◆ **WORK ITEM**:
Would you count how many lines of the material below hold the string "FieldMapping"? Give only the number.

*** Opening of GIVEN ENTRIES ***

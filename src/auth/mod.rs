use chrono::{Duration, Utc};
use jsonwebtoken::{decode, encode, DecodingKey, EncodingKey, Header, Validation};
use serde::{Deserialize, Serialize};
use thiserror::Error;

use crate::config;
use crate::middleware::AuthUser;

#[derive(Debug, Clone, Serialize, Deserialize)]
pub struct Claims {
    pub username: String,
    #[serde(rename = "isAdmin", default)]
    pub is_admin: bool,
    pub exp: i64,
    pub iat: i64,
}

impl Claims {
    pub fn new(username: impl Into<String>, is_admin: bool) -> Self {
        let now = Utc::now();
        let expiry_hours = config::config().security.jwt_expiry_hours;
        let exp = (now + Duration::hours(expiry_hours as i64)).timestamp();

        Self {
            username: username.into(),
            is_admin,
            exp,
            iat: now.timestamp(),
        }
    }
}

#[derive(Debug, Error)]
pub enum JwtError {
    #[error("JWT generation error: {0}")]
    TokenGeneration(String),

    #[error("Invalid JWT token: {0}")]
    InvalidToken(String),

    #[error("Invalid JWT secret")]
    InvalidSecret,
}

/// Issue a token carrying `user`'s name and admin flag.
pub fn create_token(user: &AuthUser) -> Result<String, JwtError> {
    generate_jwt(&Claims::new(user.username.clone(), user.is_admin))
}

/// Sign `claims` with the configured secret (HS256).
pub fn generate_jwt(claims: &Claims) -> Result<String, JwtError> {
    generate_jwt_with_secret(claims, &config::config().security.jwt_secret)
}

/// Verify signature and expiry with the configured secret.
pub fn validate_jwt(token: &str) -> Result<Claims, JwtError> {
    validate_jwt_with_secret(token, &config::config().security.jwt_secret)
}

pub fn generate_jwt_with_secret(claims: &Claims, secret: &str) -> Result<String, JwtError> {
    if secret.is_empty() {
        return Err(JwtError::InvalidSecret);
    }

    let encoding_key = EncodingKey::from_secret(secret.as_bytes());
    encode(&Header::default(), claims, &encoding_key)
        .map_err(|e| JwtError::TokenGeneration(e.to_string()))
}

pub fn validate_jwt_with_secret(token: &str, secret: &str) -> Result<Claims, JwtError> {
    if secret.is_empty() {
        return Err(JwtError::InvalidSecret);
    }

    let decoding_key = DecodingKey::from_secret(secret.as_bytes());
    decode::<Claims>(token, &decoding_key, &Validation::default())
        .map(|data| data.claims)
        .map_err(|e| JwtError::InvalidToken(e.to_string()))
}
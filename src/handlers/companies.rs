use axum::extract::{Path, Query, State};
use serde_json::Value;

use crate::app::AppState;
use crate::database::{Company, NewCompany};
use crate::error::ApiError;
use crate::middleware::{AdminUser, ApiJson, ApiResponse, ApiResult};
use crate::schemas::{COMPANY_FILTER_SCHEMA, COMPANY_NEW, COMPANY_UPDATE};

/// POST /companies - { handle, name, description, numEmployees, logoUrl } => { company }
pub async fn post(
    State(state): State<AppState>,
    AdminUser(_admin): AdminUser,
    ApiJson(payload): ApiJson<Value>,
) -> ApiResult<Company> {
    let body = COMPANY_NEW.validate(&payload)?;
    let data: NewCompany = serde_json::from_value(Value::Object(body))
        .map_err(|e| ApiError::bad_request(e.to_string()))?;

    let company = Company::create(&state.pool, data).await?;
    Ok(ApiResponse::created("company", company))
}

/// GET /companies - optional filters nameLike, minEmployees, maxEmployees
pub async fn list(
    State(state): State<AppState>,
    Query(params): Query<Vec<(String, String)>>,
) -> ApiResult<Vec<Company>> {
    let filters = COMPANY_FILTER_SCHEMA.validate(&params)?;
    let companies = Company::find_all(&state.pool, &filters).await?;
    Ok(ApiResponse::success("companies", companies))
}

/// GET /companies/:handle
pub async fn get(State(state): State<AppState>, Path(handle): Path<String>) -> ApiResult<Company> {
    let company = Company::get(&state.pool, &handle).await?;
    Ok(ApiResponse::success("company", company))
}

/// PATCH /companies/:handle - any of { name, description, numEmployees, logoUrl }
pub async fn patch(
    State(state): State<AppState>,
    AdminUser(_admin): AdminUser,
    Path(handle): Path<String>,
    ApiJson(payload): ApiJson<Value>,
) -> ApiResult<Company> {
    let body = COMPANY_UPDATE.validate(&payload)?;
    let company = Company::update(&state.pool, &handle, &body).await?;
    Ok(ApiResponse::success("company", company))
}

/// DELETE /companies/:handle => { deleted: handle }
pub async fn delete(
    State(state): State<AppState>,
    AdminUser(admin): AdminUser,
    Path(handle): Path<String>,
) -> ApiResult<String> {
    Company::remove(&state.pool, &handle).await?;
    tracing::info!("{} deleted company {}", admin.username, handle);
    Ok(ApiResponse::success("deleted", handle))
}
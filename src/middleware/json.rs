use async_trait::async_trait;
use axum::{
    extract::{rejection::JsonRejection, FromRequest, Request},
    Json,
};
use serde::de::DeserializeOwned;

use crate::error::ApiError;

/// `Json<T>` whose rejections (bad syntax, wrong content type) come back as
/// the usual `ApiError` body instead of axum's plain-text reply.
#[derive(Debug, Clone)]
pub struct ApiJson<T>(pub T);

#[async_trait]
impl<S, T> FromRequest<S> for ApiJson<T>
where
    T: DeserializeOwned,
    S: Send + Sync,
{
    type Rejection = ApiError;

    async fn from_request(req: Request, state: &S) -> Result<Self, Self::Rejection> {
        match Json::<T>::from_request(req, state).await {
            Ok(Json(value)) => Ok(ApiJson(value)),
            Err(rejection) => {
                tracing::debug!("Rejected request body: {}", rejection.body_text());
                Err(rejection_to_error(rejection))
            }
        }
    }
}

fn rejection_to_error(rejection: JsonRejection) -> ApiError {
    match rejection {
        JsonRejection::MissingJsonContentType(_) => {
            ApiError::bad_request("Expected request with `Content-Type: application/json`")
        }
        other => ApiError::bad_request(other.body_text()),
    }
}
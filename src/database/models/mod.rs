pub mod company;
pub mod job;

pub use company::{Company, NewCompany, COMPANY_FIELDS, COMPANY_FILTERS};
pub use job::{Job, NewJob, JOB_FIELDS, JOB_FILTERS};
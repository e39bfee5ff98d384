use serde_json::{Map, Value};

/// Sparse field -> value mapping for a PATCH. `null` sets the column to NULL,
/// a missing key leaves it untouched. Iterates in insertion order.
pub type SparseUpdate = Map<String, Value>;

/// Filter name -> raw value mapping for a listing. Iterates in insertion order.
pub type FilterSpec = Map<String, Value>;

/// Static translation from API field names to storage column names.
/// Fields without an entry map to a column of the same name.
#[derive(Debug, Clone, Copy)]
pub struct FieldMapping {
    pairs: &'static [(&'static str, &'static str)],
}

impl FieldMapping {
    pub const fn new(pairs: &'static [(&'static str, &'static str)]) -> Self {
        Self { pairs }
    }

    pub const fn identity() -> Self {
        Self { pairs: &[] }
    }

    pub fn column_for<'a>(&self, field: &'a str) -> &'a str {
        self.pairs
            .iter()
            .find(|(name, _)| *name == field)
            .map(|(_, column)| *column)
            .unwrap_or(field)
    }
}

/// How a recognized filter turns its raw value into a predicate.
#[derive(Debug, Clone, Copy, PartialEq, Eq)]
pub enum FilterRule {
    /// Case-insensitive substring match: `"col" ILIKE $n` bound to `%value%`.
    Contains,
    /// Inclusive lower bound: `"col" >= $n`.
    AtLeast,
    /// Inclusive upper bound: `"col" <= $n`.
    AtMost,
    /// Emits `"col" <> 0` only when the raw value is the string `"true"`.
    FlagTrue,
}

impl FilterRule {
    /// Whether an emitted clause for this rule takes a positional parameter.
    pub fn consumes_placeholder(&self) -> bool {
        !matches!(self, FilterRule::FlagTrue)
    }

    pub(crate) fn applies_to(&self, raw: &Value) -> bool {
        match self {
            FilterRule::FlagTrue => raw.as_str() == Some("true"),
            _ => true,
        }
    }

    pub(crate) fn bind_value(&self, raw: &Value) -> Value {
        match self {
            FilterRule::Contains => {
                let needle = match raw {
                    Value::String(s) => s.clone(),
                    other => other.to_string(),
                };
                Value::String(format!("%{}%", needle))
            }
            _ => raw.clone(),
        }
    }

    pub(crate) fn predicate(&self, quoted_column: &str, placeholder: Option<usize>) -> String {
        let param = placeholder.map(|n| format!("${}", n)).unwrap_or_default();
        match self {
            FilterRule::Contains => format!("{} ILIKE {}", quoted_column, param),
            FilterRule::AtLeast => format!("{} >= {}", quoted_column, param),
            FilterRule::AtMost => format!("{} <= {}", quoted_column, param),
            FilterRule::FlagTrue => format!("{} <> 0", quoted_column),
        }
    }
}

/// One entry of an entity's filter allow-list.
#[derive(Debug, Clone, Copy)]
pub struct FilterDef {
    pub name: &'static str,
    pub column: &'static str,
    pub rule: FilterRule,
}

impl FilterDef {
    pub const fn new(name: &'static str, column: &'static str, rule: FilterRule) -> Self {
        Self { name, column, rule }
    }
}

/// Output of the partial-update compiler.
#[derive(Debug, Clone, PartialEq)]
pub struct SetClause {
    pub set_cols: Vec<String>,
    pub values: Vec<Value>,
}

impl SetClause {
    /// Assignments joined for splicing after `SET`.
    pub fn set_clause(&self) -> String {
        self.set_cols.join(", ")
    }

    /// Placeholder number for the caller's trailing key predicate.
    pub fn next_placeholder(&self) -> usize {
        self.values.len() + 1
    }
}

/// Output of the filter compiler. An empty `predicate` means "no WHERE".
#[derive(Debug, Clone, Default, PartialEq)]
pub struct WhereClause {
    pub predicate: String,
    pub values: Vec<Value>,
}

impl WhereClause {
    pub fn is_empty(&self) -> bool {
        self.predicate.is_empty()
    }
}

/// Quote SQL identifier to prevent injection
pub fn quote_identifier(name: &str) -> String {
    format!("\"{}\"", name.replace('"', "\"\""))
}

*** Close of GIVEN ENTRIES ***

◆ **SOLUTION FOR THIS EXERCISE**:
2